One tiny bug, often resembling a leechi seed crawling with all six, could bring apocalypse even in an apparently ‘non-expressionist’ household. I had seen so many of my ‘Popeye the sailor’ all hunk cousins running out of their ‘Spinach’ every time a ‘roach spread his wings. It was hilarious to watch those notorious Big Bro, who mostly towered over me throughout my life, could shriek like Helen cornered by the same Prem Chopra again and again in different Bollywood movies.
I love them!!
There were many times when they aided me to fulfill my dark vengeance. Even now, I struggle to figure out why the math teachers, at least those who came at my home to teach me the magic of numbers, were the sternest of the whole lot. It is quite natural that homework on any regular days are not supposed to be done on time!

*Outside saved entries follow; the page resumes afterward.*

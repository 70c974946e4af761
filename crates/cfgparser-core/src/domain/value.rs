//! Sections and the tagged value type stored in a [`crate::Config`].
//!
//! Every value carries its own type tag, and the tag decides which section of
//! the file the value lives in:
//!
//! | Variant           | Section    | Zero value | Written as          |
//! |-------------------|------------|------------|---------------------|
//! | `Value::Bool`     | `[bool]`   | `false`    | `true` / `false`    |
//! | `Value::Text`     | `[string]` | `""`       | verbatim            |
//! | `Value::Integer`  | `[int]`    | `0`        | base-10             |
//! | `Value::Float`    | `[float]`  | `0.0`      | 6 fractional digits |

use std::fmt;
use std::str::FromStr;

use serde::{Deserialize, Serialize};

/// Number of fractional digits used when writing a float value.
pub const FLOAT_PRECISION: usize = 6;

/// One of the four typed groups of a config file.
///
/// The declaration order is the order in which sections are serialized.
#[derive(Debug, Clone, Copy, PartialEq, Eq, Hash, PartialOrd, Ord, Serialize, Deserialize)]
#[serde(rename_all = "lowercase")]
pub enum Section {
    Bool,
    String,
    Int,
    Float,
}

impl Section {
    /// All sections in serialization order.
    pub const ALL: [Section; 4] = [Section::Bool, Section::String, Section::Int, Section::Float];

    /// The literal name used inside the `[...]` header.
    pub fn name(self) -> &'static str {
        match self {
            Section::Bool => "bool",
            Section::String => "string",
            Section::Int => "int",
            Section::Float => "float",
        }
    }

    /// The zero value returned by [`crate::Config::get`] for absent keys.
    pub fn zero_value(self) -> Value {
        match self {
            Section::Bool => Value::Bool(false),
            Section::String => Value::Text(String::new()),
            Section::Int => Value::Integer(0),
            Section::Float => Value::Float(0.0),
        }
    }

    /// Converts raw value text from a file into a value of this section.
    ///
    /// Returns `None` when the text is not valid for the section's type.
    /// Floats accept decimal and exponent forms (`1.5`, `-2e3`, `inf`, `NaN`);
    /// hex floats and `_` digit separators are rejected.
    /// String values are taken verbatim and never fail.
    pub fn parse_value(self, raw: &str) -> Option<Value> {
        match self {
            Section::Bool => parse_bool(raw).map(Value::Bool),
            Section::String => Some(Value::Text(raw.to_string())),
            Section::Int => raw.parse::<i64>().ok().map(Value::Integer),
            Section::Float => raw.parse::<f64>().ok().map(Value::Float),
        }
    }
}

impl fmt::Display for Section {
    fn fmt(&self, f: &mut fmt::Formatter<'_>) -> fmt::Result {
        f.write_str(self.name())
    }
}

/// Error returned when a header names a section that does not exist.
#[derive(Debug, Clone, PartialEq, Eq)]
pub struct UnknownSectionName(pub String);

impl FromStr for Section {
    type Err = UnknownSectionName;

    /// Section names are case-sensitive: `[Bool]` is not `[bool]`.
    fn from_str(s: &str) -> Result<Self, Self::Err> {
        match s {
            "bool" => Ok(Section::Bool),
            "string" => Ok(Section::String),
            "int" => Ok(Section::Int),
            "float" => Ok(Section::Float),
            other => Err(UnknownSectionName(other.to_string())),
        }
    }
}

/// Parses the textual boolean forms accepted in a `[bool]` section.
///
/// Accepted: `1`, `t`, `T`, `TRUE`, `true`, `True` and `0`, `f`, `F`,
/// `FALSE`, `false`, `False`. Anything else (including `yes`/`no` and mixed
/// case such as `tRUE`) is rejected.
pub fn parse_bool(raw: &str) -> Option<bool> {
    match raw {
        "1" | "t" | "T" | "TRUE" | "true" | "True" => Some(true),
        "0" | "f" | "F" | "FALSE" | "false" | "False" => Some(false),
        _ => None,
    }
}

/// A single typed config value.
#[derive(Debug, Clone, PartialEq, Serialize, Deserialize)]
pub enum Value {
    Bool(bool),
    Text(String),
    Integer(i64),
    Float(f64),
}

impl Value {
    /// The section this value belongs to, derived from its variant.
    pub fn section(&self) -> Section {
        match self {
            Value::Bool(_) => Section::Bool,
            Value::Text(_) => Section::String,
            Value::Integer(_) => Section::Int,
            Value::Float(_) => Section::Float,
        }
    }
}

/// Renders the value exactly as it appears after `key=` in a config file.
impl fmt::Display for Value {
    fn fmt(&self, f: &mut fmt::Formatter<'_>) -> fmt::Result {
        match self {
            Value::Bool(b) => write!(f, "{b}"),
            Value::Text(s) => f.write_str(s),
            Value::Integer(i) => write!(f, "{i}"),
            Value::Float(x) => write!(f, "{x:.prec$}", prec = FLOAT_PRECISION),
        }
    }
}

impl From<bool> for Value {
    fn from(v: bool) -> Self {
        Value::Bool(v)
    }
}

impl From<String> for Value {
    fn from(v: String) -> Self {
        Value::Text(v)
    }
}

impl From<&str> for Value {
    fn from(v: &str) -> Self {
        Value::Text(v.to_string())
    }
}

impl From<i64> for Value {
    fn from(v: i64) -> Self {
        Value::Integer(v)
    }
}

impl From<i32> for Value {
    fn from(v: i32) -> Self {
        Value::Integer(i64::from(v))
    }
}

impl From<f64> for Value {
    fn from(v: f64) -> Self {
        Value::Float(v)
    }
}

/// A Rust type that can be read from one section of a [`crate::Config`].
///
/// Implemented for `bool`, `String`, `i64` and `f64`; the associated
/// [`ConfigType::SECTION`] ties each type to its section so that
/// `config.get::<i64>("port")` looks in `[int]`.
pub trait ConfigType: Sized + Default {
    /// The section values of this type are stored in.
    const SECTION: Section;

    /// Extracts the typed value, or `None` if the variant does not match.
    fn from_value(value: &Value) -> Option<Self>;
}

impl ConfigType for bool {
    const SECTION: Section = Section::Bool;

    fn from_value(value: &Value) -> Option<Self> {
        match value {
            Value::Bool(b) => Some(*b),
            _ => None,
        }
    }
}

impl ConfigType for String {
    const SECTION: Section = Section::String;

    fn from_value(value: &Value) -> Option<Self> {
        match value {
            Value::Text(s) => Some(s.clone()),
            _ => None,
        }
    }
}

impl ConfigType for i64 {
    const SECTION: Section = Section::Int;

    fn from_value(value: &Value) -> Option<Self> {
        match value {
            Value::Integer(i) => Some(*i),
            _ => None,
        }
    }
}

impl ConfigType for f64 {
    const SECTION: Section = Section::Float;

    fn from_value(value: &Value) -> Option<Self> {
        match value {
            Value::Float(x) => Some(*x),
            _ => None,
        }
    }
}

// ── Tests ─────────────────────────────────────────────────────────────────────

When one is in grade five, only if she is a little wise, could comprehend the deeper lessons of life. A homework, if frequently completed in time, invariably doubles by the next session of submission. That’s true for life’s chores as well. But the days were long at school and the fees for private teaching back then, were unsalted peanuts. So, in between the furious frowns and the longest sermon of ‘The Zero saving the world’, I had to open my glass jar to release my winged saviors. The tiny six feeter were like ‘Power Puff’ girls. They worked wonders. Even some of the ‘Brave heart’ teachers left for good and never even bothered to come back to collect the fees.
I think of them!! Often!!
The power cuts in the evenings, during our times in Calcutta, were like mundane regular. We all accepted them with a long sigh. The lantern were kept ready beforehand, filled to the brink with kerosene, the flat wick snipped sharp and the glass covers wiped clean. They glowed with a warm orange hue when the city got blind at the strike of seven. At that time the other invisible members of the house used to come out from their hidden nooks. The cockroaches, one or two rarely an albino creeped out from under the bed, house lizards peeped out from the ventilators near the roof, and the wolly moths who rested on the walls casted the longest shadow that one can even imagine. I played with my dad. With a little trick of twist and turn, our fingers casted their shadows on the wall making shapes of a deer, a dog even a fish swimming without water.
They all gathered around to see the show, the brown cockroach, the lizard which had recently lost his tail and looked rather comical.
Those were the times we used to realise that ‘the home is a shared space’ and it is alright to have others living with us. Even if we are still the ugliest of the lot, yet they stayed. Simply because they are more tolerant than us.